DeepXiv is built around two workflows that matter for agents:

1. **Search + progressive content access** — read papers in layers, not all at once.
2. **Trending + popularity signals** — find what's worth reading right now.

The core idea: an agent should **search first, judge quickly, then read only the most valuable parts** — instead of blindly loading full papers.

## Quick Start

```bash
pip install deepxiv-sdk
```

On first use, deepxiv auto-registers a free anonymous token (1,000 requests/day) and saves it to `~/.env`:

```bash
deepxiv search "agentic memory" --limit 5
```

For the full stack (MCP server + built-in research agent):

```bash
pip install "deepxiv-sdk[all]"
```

## Progressive Reading: search → judge → read

The CLI is the primary interface. A few flags drive layered reading so agents don't load full papers unless they truly need to:

```bash
deepxiv search "agentic memory" --limit 5     # 1. find candidates
deepxiv paper 2409.05591 --brief              # 2. decide if it's worth reading
deepxiv paper 2409.05591 --head               # 3. inspect structure & token distribution
deepxiv paper 2409.05591 --section Method     # 4. read only the valuable parts
```

- `--brief` — title, TLDR, keywords, citations, GitHub URL
- `--head` — sections overview and token distribution
- `--section NAME` — read a single section (e.g. `Introduction`, `Method`, `Experiments`)
- `--preview` / `--raw` / *(no flag)* — ~10k-char preview / full markdown / full paper

---

## CLI Reference

### Search papers

Basic search (arXiv by default):

```bash
deepxiv search "transformer" --limit 10
deepxiv search "agentic memory" --limit 20 --format json
```

**Filter by author, org, and category** (comma-separated):

```bash
deepxiv search "image generation" \
  --authors "Shitao Xiao,Zheng Liu" \
  --orgs "Beijing Academy of Artificial Intelligence" \
  --categories cs.CV \
  --limit 5
```

> `--authors` and `--orgs` are filters *and* ranking signals; `--categories` is a pure filter.
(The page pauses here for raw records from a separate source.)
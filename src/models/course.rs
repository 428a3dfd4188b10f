use serde::{Deserialize, Serialize};

use crate::error::ValidationError;
use crate::form::{Draft, optional, parse_number};

use super::{Draftable, Entity, EntityKind, FieldValue, Meta};

#[derive(Debug, Clone, PartialEq, Serialize, Deserialize)]
pub struct Course {
    #[serde(flatten)]
    pub meta: Meta,
    pub name: String,
    pub code: String,
    pub credits: u32,
    pub department_id: String,
    pub description: Option<String>,
}

#[derive(Debug, Clone, Default, PartialEq, Serialize, Deserialize)]
#[serde(default)]
pub struct CourseDraft {
    pub code: String,
    pub name: String,
    pub credits: String,
    pub department_id: String,
    pub description: String,
}

impl Draft for CourseDraft {
    const REQUIRED: &'static [&'static str] = &["code", "name", "credits", "department_id"];

    fn value(&self, field: &str) -> Option<&str> {
        match field {
            "code" => Some(&self.code),
            "name" => Some(&self.name),
            "credits" => Some(&self.credits),
            "department_id" => Some(&self.department_id),
            "description" => Some(&self.description),
            _ => None,
        }
    }
}

impl Entity for Course {
    const KIND: EntityKind = EntityKind::Course;

    fn meta(&self) -> &Meta {
        &self.meta
    }

    fn meta_mut(&mut self) -> &mut Meta {
        &mut self.meta
    }

    fn fields(&self) -> Vec<(&'static str, FieldValue)> {
        let mut fields = self.meta.fields();
        fields.extend([
            ("name", FieldValue::text(&self.name)),
            ("code", FieldValue::text(&self.code)),
            ("credits", FieldValue::number(self.credits)),
            ("department_id", FieldValue::text(&self.department_id)),
            ("description", FieldValue::optional_text(self.description.as_deref())),
        ]);
        fields
    }

    fn label(&self) -> String {
        self.name.clone()
    }
}

impl Draftable for Course {
    type Draft = CourseDraft;

    fn to_draft(&self) -> CourseDraft {
        CourseDraft {
            code: self.code.clone(),
            name: self.name.clone(),
            credits: self.credits.to_string(),
            department_id: self.department_id.clone(),
            description: self.description.clone().unwrap_or_default(),
        }
    }

    fn from_draft(meta: Meta, draft: &CourseDraft) -> Result<Self, ValidationError> {
        Ok(Self {
            meta,
            name: draft.name.clone(),
            code: draft.code.clone(),
            credits: parse_number("credits", &draft.credits)?,
            department_id: draft.department_id.clone(),
            description: optional(&draft.description),
        })
    }
}

#[cfg(test)]
mod tests {
    use chrono::{DateTime, Utc};

    use super::*;

    fn draft() -> CourseDraft {
        CourseDraft {
            code: "CS301".to_string(),
            name: "Operating Systems".to_string(),
            credits: "3".to_string(),
            department_id: "d1".to_string(),
            description: String::new(),
        }
    }

    #[test]
    fn credits_are_parsed_from_text() {
        let course = Course::from_draft(Meta::new("c9", DateTime::<Utc>::UNIX_EPOCH), &draft()).unwrap();
        assert_eq!(course.credits, 3);
        assert_eq!(course.description, None);
        assert_eq!(course.to_draft(), draft());
    }

    #[test]
    fn non_numeric_credits_fail() {
        let mut bad = draft();
        bad.credits = "three".to_string();
        let err = Course::from_draft(Meta::new("c9", DateTime::<Utc>::UNIX_EPOCH), &bad).unwrap_err();
        assert!(matches!(err, ValidationError::InvalidNumber { field: "credits", .. }));
    }

    #[test]
    fn required_fields() {
        let mut incomplete = draft();
        incomplete.credits = "  ".to_string();
        incomplete.name = String::new();
        assert_eq!(incomplete.missing_required(), vec!["name", "credits"]);
        assert!(draft().check_required().is_ok());
    }
}
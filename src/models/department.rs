use serde::{Deserialize, Serialize};

use crate::error::ValidationError;
use crate::form::{Draft, optional};

use super::{Draftable, Entity, EntityKind, FieldValue, Meta};

#[derive(Debug, Clone, PartialEq, Serialize, Deserialize)]
pub struct Department {
    #[serde(flatten)]
    pub meta: Meta,
    pub name: String,
    pub code: String,
    pub head_instructor_id: Option<String>,
    pub description: Option<String>,
}

#[derive(Debug, Clone, Default, PartialEq, Serialize, Deserialize)]
#[serde(default)]
pub struct DepartmentDraft {
    pub name: String,
    pub code: String,
    pub head_instructor_id: String,
    pub description: String,
}

impl Draft for DepartmentDraft {
    const REQUIRED: &'static [&'static str] = &["name", "code"];

    fn value(&self, field: &str) -> Option<&str> {
        match field {
            "name" => Some(&self.name),
            "code" => Some(&self.code),
            "head_instructor_id" => Some(&self.head_instructor_id),
            "description" => Some(&self.description),
            _ => None,
        }
    }
}

impl Entity for Department {
    const KIND: EntityKind = EntityKind::Department;

    fn meta(&self) -> &Meta {
        &self.meta
    }

    fn meta_mut(&mut self) -> &mut Meta {
        &mut self.meta
    }

    fn fields(&self) -> Vec<(&'static str, FieldValue)> {
        let mut fields = self.meta.fields();
        fields.extend([
            ("name", FieldValue::text(&self.name)),
            ("code", FieldValue::text(&self.code)),
            (
                "head_instructor_id",
                FieldValue::optional_text(self.head_instructor_id.as_deref()),
            ),
            ("description", FieldValue::optional_text(self.description.as_deref())),
        ]);
        fields
    }

    fn label(&self) -> String {
        self.name.clone()
    }
}

impl Draftable for Department {
    type Draft = DepartmentDraft;

    fn to_draft(&self) -> DepartmentDraft {
        DepartmentDraft {
            name: self.name.clone(),
            code: self.code.clone(),
            head_instructor_id: self.head_instructor_id.clone().unwrap_or_default(),
            description: self.description.clone().unwrap_or_default(),
        }
    }

    fn from_draft(meta: Meta, draft: &DepartmentDraft) -> Result<Self, ValidationError> {
        Ok(Self {
            meta,
            name: draft.name.clone(),
            code: draft.code.clone(),
            head_instructor_id: optional(&draft.head_instructor_id),
            description: optional(&draft.description),
        })
    }
}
**Filter by venue** (`--venue` is repeatable; common aliases match automatically):

```bash
deepxiv search "diffusion model" --venue NeurIPS --limit 5
deepxiv search "language model" --venue NeurIPS --venue ICLR --limit 5

# Add a conference year (when the venue's year is indexed for those papers):
deepxiv search "diffusion model" --venue NeurIPS --venue-year 2025 --limit 5
```

> `--venue NeurIPS` also matches `NIPS` / `Neural Information Processing Systems`
> (likewise `ICLR` ↔ `International Conference on Learning Representations`,
> `CVPR` ↔ `Computer Vision and Pattern Recognition`, …). Matching results carry
> `venue` and `venue_year` fields. Note that venue alias matching is rule-based,
> so it may not always be exact — we're continuously improving it.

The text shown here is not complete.